ACTION ITEM:
Gather up every line from the entries below that uses the word "Option".

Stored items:
------------

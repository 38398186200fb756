//! Thin retrying client library (spec §1: "the thin client library... a
//! retrying request wrapper"), implementing the six verbs, the
//! `425`-allocating retry-with-token loop (spec §4.4B), and `408`
//! timeout handling with a small capped backoff (spec §5's
//! cancellation rule: "a missing reply is classified the same as an
//! explicit failure").

use std::time::Duration;

use distfs_core::encoding::{decode_bytes, encode_bytes};
use distfs_core::rpc::{
	CopyRequest, DeleteRequest, ExistsRequest, ExistsResponse, ReadRequest, ReadResponse, RenameRequest, WriteRequest,
};
use distfs_core::{Error, Result};
use serde::de::DeserializeOwned;
use serde::Serialize;

/// Backoff policy for both the timeout-retry loop and the
/// allocation-retry loop. Capped, not unbounded, matching the
/// teacher's posture of small fixed sleeps rather than full
/// exponential backoff.
#[derive(Debug, Clone, Copy)]
pub struct RetryPolicy {
	pub initial_backoff: Duration,
	pub max_backoff: Duration,
	pub max_timeout_retries: u32,
}

impl Default for RetryPolicy {
	fn default() -> Self {
		Self { initial_backoff: Duration::from_millis(100), max_backoff: Duration::from_secs(2), max_timeout_retries: 5 }
	}
}

pub struct Client {
	router_addr: String,
	http: reqwest::Client,
	retry: RetryPolicy,
}

impl Client {
	pub fn new(router_addr: impl Into<String>) -> Self {
		Self::with_retry_policy(router_addr, RetryPolicy::default())
	}

	pub fn with_retry_policy(router_addr: impl Into<String>, retry: RetryPolicy) -> Self {
		Self { router_addr: router_addr.into(), http: reqwest::Client::new(), retry }
	}

	pub async fn read(&self, path: &str) -> Result<Vec<u8>> {
		let req = ReadRequest { path: path.to_string() };
		let resp: ReadResponse = self.call("read", &req).await?;
		decode_bytes(&resp.data).map_err(|_| Error::IOError(std::io::Error::new(std::io::ErrorKind::InvalidData, "malformed response payload")))
	}

	pub async fn write(&self, path: &str, data: &[u8]) -> Result<()> {
		let req = WriteRequest { path: path.to_string(), data: encode_bytes(data) };
		self.call_empty("write", &req).await
	}

	pub async fn delete(&self, path: &str) -> Result<()> {
		let req = DeleteRequest { path: path.to_string() };
		self.call_empty("delete", &req).await
	}

	pub async fn copy(&self, src: &str, dst: &str) -> Result<()> {
		let req = CopyRequest { src: src.to_string(), dst: dst.to_string() };
		self.call_empty("copy", &req).await
	}

	pub async fn rename(&self, old: &str, new: &str) -> Result<()> {
		let req = RenameRequest { old: old.to_string(), new: new.to_string() };
		self.call_empty("rename", &req).await
	}

	pub async fn exists(&self, path: &str) -> Result<bool> {
		let req = ExistsRequest { path: path.to_string() };
		let resp: ExistsResponse = self.call("exists", &req).await?;
		Ok(resp.exists)
	}

	/// Runs the full retry protocol for a verb whose success response
	/// carries a JSON body (`read`, `exists`): resubmits with
	/// `?token=N` while the router answers `425`, and retries the
	/// network call itself with capped backoff on timeout.
	async fn call<B: Serialize, R: DeserializeOwned>(&self, verb: &str, body: &B) -> Result<R> {
		let mut token: Option<u64> = None;
		let mut allocation_backoff = self.retry.initial_backoff;

		loop {
			match self.call_once(verb, body, token).await? {
				Outcome::Done(resp) => return resp.json::<R>().await.map_err(|e| Error::Unreachable(e.to_string())),
				Outcome::Allocating(new_token) => {
					token = Some(new_token);
					tokio::time::sleep(allocation_backoff).await;
					allocation_backoff = (allocation_backoff * 2).min(self.retry.max_backoff);
				}
			}
		}
	}

	/// Same protocol as [`Client::call`], for verbs whose success
	/// response body is empty (`write`, `delete`, `copy`, `rename`).
	async fn call_empty<B: Serialize>(&self, verb: &str, body: &B) -> Result<()> {
		let mut token: Option<u64> = None;
		let mut allocation_backoff = self.retry.initial_backoff;

		loop {
			match self.call_once(verb, body, token).await? {
				Outcome::Done(_) => return Ok(()),
				Outcome::Allocating(new_token) => {
					token = Some(new_token);
					tokio::time::sleep(allocation_backoff).await;
					allocation_backoff = (allocation_backoff * 2).min(self.retry.max_backoff);
				}
			}
		}
	}

	async fn call_once<B: Serialize>(&self, verb: &str, body: &B, token: Option<u64>) -> Result<Outcome> {
		let mut url = format!("http://{}/{verb}", self.router_addr);
		if let Some(token) = token {
			url.push_str(&format!("?token={token}"));
		}

		let mut backoff = self.retry.initial_backoff;
		for attempt in 0..=self.retry.max_timeout_retries {
			match self.http.post(&url).json(body).send().await {
				Ok(resp) => return Self::interpret(resp).await,
				Err(e) if attempt == self.retry.max_timeout_retries => {
					return Err(Error::Unreachable(format!("{url}: {e}")));
				}
				Err(e) => {
					tracing::warn!(url = %url, attempt, error = %e, "request timed out, retrying");
					tokio::time::sleep(backoff).await;
					backoff = (backoff * 2).min(self.retry.max_backoff);
				}
			}
		}
		unreachable!("loop always returns or errors on its last iteration")
	}

	async fn interpret(resp: reqwest::Response) -> Result<Outcome> {
		match resp.status().as_u16() {
			200 => Ok(Outcome::Done(resp)),
			403 => Err(Error::Conflict("primary refused routing".to_string())),
			404 => Err(Error::NotFound("path not found".to_string())),
			408 => Err(Error::Unreachable("peer request timed out".to_string())),
			425 => {
				let body: distfs_core::rpc::AllocatingResponse =
					resp.json().await.map_err(|e| Error::Unreachable(e.to_string()))?;
				Ok(Outcome::Allocating(body.token))
			}
			_ => Err(Error::NotRoutable),
		}
	}
}

enum Outcome {
	Done(reqwest::Response),
	Allocating(u64),
}

#[cfg(test)]
mod tests {
	use super::*;

	#[test]
	fn default_retry_policy_caps_backoff() {
		let policy = RetryPolicy::default();
		assert!(policy.initial_backoff <= policy.max_backoff);
	}
}
//! A peer's view of its family's membership (spec §3, §6 "Persisted
//! state"): the current primary and ordered backup list, stored on disk
//! as two files keyed by `family_id`.

use std::path::{Path, PathBuf};

use distfs_core::order::PeerAddr;
use distfs_core::rpc::FamilyId;
use serde::{Deserialize, Serialize};

#[derive(Debug, Clone, PartialEq, Eq, Serialize, Deserialize)]
pub struct Membership {
	pub family_id: FamilyId,
	pub primary: PeerAddr,
	pub backups: Vec<PeerAddr>,
}

impl Membership {
	/// Every address this family's election ordering must consider:
	/// `{primary} ∪ backups` (spec §4.2, §4.3B step 2).
	pub fn candidates(&self) -> Vec<PeerAddr> {
		let mut all = vec![self.primary.clone()];
		all.extend(self.backups.iter().cloned());
		all
	}

	fn primary_file(data_dir: &Path, family_id: FamilyId) -> PathBuf {
		data_dir.join(format!("{}.primary", family_id.0))
	}

	fn backups_file(data_dir: &Path, family_id: FamilyId) -> PathBuf {
		data_dir.join(format!("{}.backups", family_id.0))
	}

	pub fn persist(&self, data_dir: &Path) -> std::io::Result<()> {
		std::fs::create_dir_all(data_dir)?;
		std::fs::write(Self::primary_file(data_dir, self.family_id), self.primary.as_str())?;
		let backups_json = serde_json::to_string(&self.backups).unwrap_or_else(|_| "[]".to_string());
		std::fs::write(Self::backups_file(data_dir, self.family_id), backups_json)?;
		Ok(())
	}

	pub fn load(data_dir: &Path, family_id: FamilyId) -> std::io::Result<Option<Self>> {
		let primary_path = Self::primary_file(data_dir, family_id);
		let backups_path = Self::backups_file(data_dir, family_id);
		if !primary_path.exists() || !backups_path.exists() {
			return Ok(None);
		}
		let primary = PeerAddr::new(std::fs::read_to_string(primary_path)?.trim().to_string());
		let backups_json = std::fs::read_to_string(backups_path)?;
		let backups: Vec<PeerAddr> = serde_json::from_str(&backups_json).unwrap_or_default();
		Ok(Some(Self { family_id, primary, backups }))
	}
}

#[cfg(test)]
mod tests {
	use super::*;

	#[test]
	fn persist_then_load_round_trips() {
		let dir = tempfile::tempdir().unwrap();
		let membership = Membership {
			family_id: FamilyId(3),
			primary: PeerAddr::new("10.0.0.1:9000"),
			backups: vec![PeerAddr::new("10.0.0.2:9000"), PeerAddr::new("10.0.0.3:9000")],
		};
		membership.persist(dir.path()).unwrap();
		let loaded = Membership::load(dir.path(), FamilyId(3)).unwrap().unwrap();
		assert_eq!(loaded, membership);
	}

	#[test]
	fn missing_membership_loads_as_none() {
		let dir = tempfile::tempdir().unwrap();
		assert!(Membership::load(dir.path(), FamilyId(9)).unwrap().is_none());
	}

	#[test]
	fn candidates_includes_primary_and_backups() {
		let membership = Membership {
			family_id: FamilyId(1),
			primary: PeerAddr::new("a:1"),
			backups: vec![PeerAddr::new("b:1"), PeerAddr::new("c:1")],
		};
		assert_eq!(membership.candidates().len(), 3);
	}
}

------------

EXPECTED ANSWER:
		let mut token: Option<u64> = None;
		let mut token: Option<u64> = None;
	async fn call_once<B: Serialize>(&self, verb: &str, body: &B, token: Option<u64>) -> Result<Outcome> {
	pub fn load(data_dir: &Path, family_id: FamilyId) -> std::io::Result<Option<Self>> {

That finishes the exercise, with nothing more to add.